Activity —
For this listing, the lines between the one holding "and then only" and the one holding "considered per query.", inclusive, must be set down exactly.

Input records —
============
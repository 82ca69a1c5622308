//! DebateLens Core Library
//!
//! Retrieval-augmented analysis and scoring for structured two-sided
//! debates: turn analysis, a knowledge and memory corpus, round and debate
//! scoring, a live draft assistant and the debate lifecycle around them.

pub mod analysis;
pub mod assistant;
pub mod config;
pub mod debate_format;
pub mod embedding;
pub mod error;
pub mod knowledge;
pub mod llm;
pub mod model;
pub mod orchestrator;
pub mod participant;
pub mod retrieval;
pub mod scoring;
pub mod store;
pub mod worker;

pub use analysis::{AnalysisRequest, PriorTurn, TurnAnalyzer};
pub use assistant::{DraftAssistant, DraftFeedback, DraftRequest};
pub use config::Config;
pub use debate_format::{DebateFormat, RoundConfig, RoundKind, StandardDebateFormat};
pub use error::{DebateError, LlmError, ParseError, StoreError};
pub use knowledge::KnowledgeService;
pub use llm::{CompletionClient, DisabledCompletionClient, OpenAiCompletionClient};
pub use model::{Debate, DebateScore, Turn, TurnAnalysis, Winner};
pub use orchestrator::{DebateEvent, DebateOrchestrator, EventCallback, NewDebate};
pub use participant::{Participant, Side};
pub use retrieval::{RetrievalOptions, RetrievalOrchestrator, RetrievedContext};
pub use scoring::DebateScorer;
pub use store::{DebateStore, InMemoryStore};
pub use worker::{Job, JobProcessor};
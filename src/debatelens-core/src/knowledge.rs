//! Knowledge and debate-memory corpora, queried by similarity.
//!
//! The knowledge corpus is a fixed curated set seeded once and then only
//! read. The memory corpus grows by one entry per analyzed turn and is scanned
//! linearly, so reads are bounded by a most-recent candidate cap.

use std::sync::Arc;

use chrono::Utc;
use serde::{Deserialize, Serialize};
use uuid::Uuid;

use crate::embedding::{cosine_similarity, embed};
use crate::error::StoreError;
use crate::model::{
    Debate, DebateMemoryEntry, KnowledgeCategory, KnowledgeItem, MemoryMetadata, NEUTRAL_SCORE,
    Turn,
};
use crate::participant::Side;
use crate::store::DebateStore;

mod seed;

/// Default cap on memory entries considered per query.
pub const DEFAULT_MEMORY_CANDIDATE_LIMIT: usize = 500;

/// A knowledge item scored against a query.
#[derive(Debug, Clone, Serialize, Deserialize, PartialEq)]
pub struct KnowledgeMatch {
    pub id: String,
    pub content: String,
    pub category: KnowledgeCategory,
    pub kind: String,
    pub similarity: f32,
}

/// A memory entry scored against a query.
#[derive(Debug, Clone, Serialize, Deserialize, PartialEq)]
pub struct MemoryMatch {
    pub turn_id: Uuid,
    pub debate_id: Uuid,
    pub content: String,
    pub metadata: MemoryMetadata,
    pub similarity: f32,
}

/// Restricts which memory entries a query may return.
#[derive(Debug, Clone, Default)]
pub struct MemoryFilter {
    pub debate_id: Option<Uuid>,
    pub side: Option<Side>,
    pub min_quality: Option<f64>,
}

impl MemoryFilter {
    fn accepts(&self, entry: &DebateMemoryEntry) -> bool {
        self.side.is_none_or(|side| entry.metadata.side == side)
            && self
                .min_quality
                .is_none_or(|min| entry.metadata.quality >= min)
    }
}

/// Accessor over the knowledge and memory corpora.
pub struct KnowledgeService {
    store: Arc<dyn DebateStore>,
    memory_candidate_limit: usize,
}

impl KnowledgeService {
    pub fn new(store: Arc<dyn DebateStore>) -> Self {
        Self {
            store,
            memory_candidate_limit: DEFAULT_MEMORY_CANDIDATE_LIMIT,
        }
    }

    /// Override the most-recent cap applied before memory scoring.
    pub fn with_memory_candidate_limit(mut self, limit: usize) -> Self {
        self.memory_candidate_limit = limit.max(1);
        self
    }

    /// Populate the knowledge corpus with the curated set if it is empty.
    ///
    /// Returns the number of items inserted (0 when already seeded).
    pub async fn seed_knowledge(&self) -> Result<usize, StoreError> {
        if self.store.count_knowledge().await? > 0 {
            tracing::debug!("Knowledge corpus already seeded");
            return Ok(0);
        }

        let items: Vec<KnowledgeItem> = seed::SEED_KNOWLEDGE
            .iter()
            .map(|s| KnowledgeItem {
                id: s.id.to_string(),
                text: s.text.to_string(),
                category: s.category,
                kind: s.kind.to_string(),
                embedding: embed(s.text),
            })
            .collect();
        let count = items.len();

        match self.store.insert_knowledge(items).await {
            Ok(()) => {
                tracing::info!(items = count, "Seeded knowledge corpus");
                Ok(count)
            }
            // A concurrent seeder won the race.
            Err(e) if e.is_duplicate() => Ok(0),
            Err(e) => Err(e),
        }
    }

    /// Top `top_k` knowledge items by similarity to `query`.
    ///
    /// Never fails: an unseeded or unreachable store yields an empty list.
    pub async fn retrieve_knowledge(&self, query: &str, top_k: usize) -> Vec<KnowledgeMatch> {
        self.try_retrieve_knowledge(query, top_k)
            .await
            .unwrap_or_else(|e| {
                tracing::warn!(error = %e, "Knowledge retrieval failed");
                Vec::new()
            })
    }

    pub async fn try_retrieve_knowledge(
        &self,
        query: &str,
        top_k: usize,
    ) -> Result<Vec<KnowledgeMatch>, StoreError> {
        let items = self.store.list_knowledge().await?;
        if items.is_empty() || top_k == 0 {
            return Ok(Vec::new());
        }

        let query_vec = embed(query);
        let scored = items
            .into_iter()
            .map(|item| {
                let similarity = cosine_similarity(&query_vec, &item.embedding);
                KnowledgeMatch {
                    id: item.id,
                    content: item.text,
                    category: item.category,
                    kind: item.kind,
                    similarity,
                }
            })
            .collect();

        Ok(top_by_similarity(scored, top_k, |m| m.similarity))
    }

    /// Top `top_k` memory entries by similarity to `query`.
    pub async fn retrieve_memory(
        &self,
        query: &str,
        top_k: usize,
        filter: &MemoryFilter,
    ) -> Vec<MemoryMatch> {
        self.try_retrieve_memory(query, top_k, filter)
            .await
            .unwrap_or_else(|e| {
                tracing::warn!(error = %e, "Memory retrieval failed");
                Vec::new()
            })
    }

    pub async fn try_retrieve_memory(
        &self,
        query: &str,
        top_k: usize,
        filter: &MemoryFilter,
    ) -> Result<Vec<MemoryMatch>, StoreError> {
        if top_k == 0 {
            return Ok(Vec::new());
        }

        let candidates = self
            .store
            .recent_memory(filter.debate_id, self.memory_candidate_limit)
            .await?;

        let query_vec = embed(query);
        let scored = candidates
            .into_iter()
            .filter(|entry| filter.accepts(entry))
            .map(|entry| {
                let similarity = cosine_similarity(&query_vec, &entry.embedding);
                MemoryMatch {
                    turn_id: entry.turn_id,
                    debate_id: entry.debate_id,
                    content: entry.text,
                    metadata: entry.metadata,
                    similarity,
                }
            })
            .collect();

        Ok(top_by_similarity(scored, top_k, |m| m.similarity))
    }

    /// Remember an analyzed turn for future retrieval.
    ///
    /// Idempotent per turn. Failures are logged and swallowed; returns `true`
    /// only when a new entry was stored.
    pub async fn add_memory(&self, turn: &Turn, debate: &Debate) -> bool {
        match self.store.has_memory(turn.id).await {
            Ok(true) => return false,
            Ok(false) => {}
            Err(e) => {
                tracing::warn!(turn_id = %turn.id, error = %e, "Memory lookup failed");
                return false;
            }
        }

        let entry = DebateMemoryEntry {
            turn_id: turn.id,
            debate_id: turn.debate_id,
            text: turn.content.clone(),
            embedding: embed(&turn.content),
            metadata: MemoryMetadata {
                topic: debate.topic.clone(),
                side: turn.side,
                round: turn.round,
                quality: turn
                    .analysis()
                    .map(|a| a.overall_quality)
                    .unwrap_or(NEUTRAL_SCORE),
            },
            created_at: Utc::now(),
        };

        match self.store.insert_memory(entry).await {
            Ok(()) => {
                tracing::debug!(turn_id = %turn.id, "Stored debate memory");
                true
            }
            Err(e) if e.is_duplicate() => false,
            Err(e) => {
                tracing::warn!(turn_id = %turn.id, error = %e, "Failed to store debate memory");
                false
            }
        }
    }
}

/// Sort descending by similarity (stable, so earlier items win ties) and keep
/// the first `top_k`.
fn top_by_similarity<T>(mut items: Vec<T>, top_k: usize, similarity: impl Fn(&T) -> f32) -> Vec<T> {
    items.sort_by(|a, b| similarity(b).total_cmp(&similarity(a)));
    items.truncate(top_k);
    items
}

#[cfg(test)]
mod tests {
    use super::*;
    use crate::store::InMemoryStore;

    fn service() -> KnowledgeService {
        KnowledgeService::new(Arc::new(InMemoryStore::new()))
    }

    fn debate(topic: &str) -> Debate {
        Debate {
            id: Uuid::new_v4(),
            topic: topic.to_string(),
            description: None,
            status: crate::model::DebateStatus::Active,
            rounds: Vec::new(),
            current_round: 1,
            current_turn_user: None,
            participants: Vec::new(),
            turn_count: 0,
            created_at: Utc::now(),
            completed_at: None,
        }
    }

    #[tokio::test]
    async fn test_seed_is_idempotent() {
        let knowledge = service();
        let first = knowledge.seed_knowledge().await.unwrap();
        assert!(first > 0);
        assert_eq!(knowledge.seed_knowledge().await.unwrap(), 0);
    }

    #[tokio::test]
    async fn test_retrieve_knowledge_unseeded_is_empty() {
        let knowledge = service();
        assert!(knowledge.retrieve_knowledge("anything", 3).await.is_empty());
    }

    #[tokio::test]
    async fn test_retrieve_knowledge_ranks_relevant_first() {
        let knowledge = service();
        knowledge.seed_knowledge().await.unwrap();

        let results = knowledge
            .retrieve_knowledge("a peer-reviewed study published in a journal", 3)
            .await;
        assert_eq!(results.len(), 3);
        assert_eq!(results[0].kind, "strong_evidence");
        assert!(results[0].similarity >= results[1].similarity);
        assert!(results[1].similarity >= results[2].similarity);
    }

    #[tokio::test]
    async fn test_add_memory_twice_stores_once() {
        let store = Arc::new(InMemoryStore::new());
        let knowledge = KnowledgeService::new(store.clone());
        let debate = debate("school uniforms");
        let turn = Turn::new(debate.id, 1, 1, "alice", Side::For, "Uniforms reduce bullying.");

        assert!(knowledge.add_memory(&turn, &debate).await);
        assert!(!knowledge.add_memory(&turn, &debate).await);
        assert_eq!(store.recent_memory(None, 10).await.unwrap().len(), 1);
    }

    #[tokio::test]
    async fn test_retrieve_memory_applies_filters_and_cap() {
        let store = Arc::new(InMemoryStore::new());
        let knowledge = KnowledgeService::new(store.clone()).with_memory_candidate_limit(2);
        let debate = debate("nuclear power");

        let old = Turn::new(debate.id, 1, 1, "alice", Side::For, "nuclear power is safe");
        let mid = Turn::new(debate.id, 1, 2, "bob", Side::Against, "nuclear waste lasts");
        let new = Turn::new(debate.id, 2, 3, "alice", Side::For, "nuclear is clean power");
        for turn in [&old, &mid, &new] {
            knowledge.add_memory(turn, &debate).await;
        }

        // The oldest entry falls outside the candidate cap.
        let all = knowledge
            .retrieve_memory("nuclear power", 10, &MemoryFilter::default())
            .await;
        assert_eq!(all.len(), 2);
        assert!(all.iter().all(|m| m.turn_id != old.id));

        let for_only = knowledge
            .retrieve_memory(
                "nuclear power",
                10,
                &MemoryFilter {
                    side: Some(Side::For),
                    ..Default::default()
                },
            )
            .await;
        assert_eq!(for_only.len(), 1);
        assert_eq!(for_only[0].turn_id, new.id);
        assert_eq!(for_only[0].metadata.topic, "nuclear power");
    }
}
============
Reply —
//! The knowledge corpus is a fixed curated set seeded once and then only
//! read. The memory corpus grows by one entry per analyzed turn and is scanned
//! linearly, so reads are bounded by a most-recent candidate cap.

use std::sync::Arc;

use chrono::Utc;
use serde::{Deserialize, Serialize};
use uuid::Uuid;

use crate::embedding::{cosine_similarity, embed};
use crate::error::StoreError;
use crate::model::{
    Debate, DebateMemoryEntry, KnowledgeCategory, KnowledgeItem, MemoryMetadata, NEUTRAL_SCORE,
    Turn,
};
use crate::participant::Side;
use crate::store::DebateStore;

mod seed;

/// Default cap on memory entries considered per query.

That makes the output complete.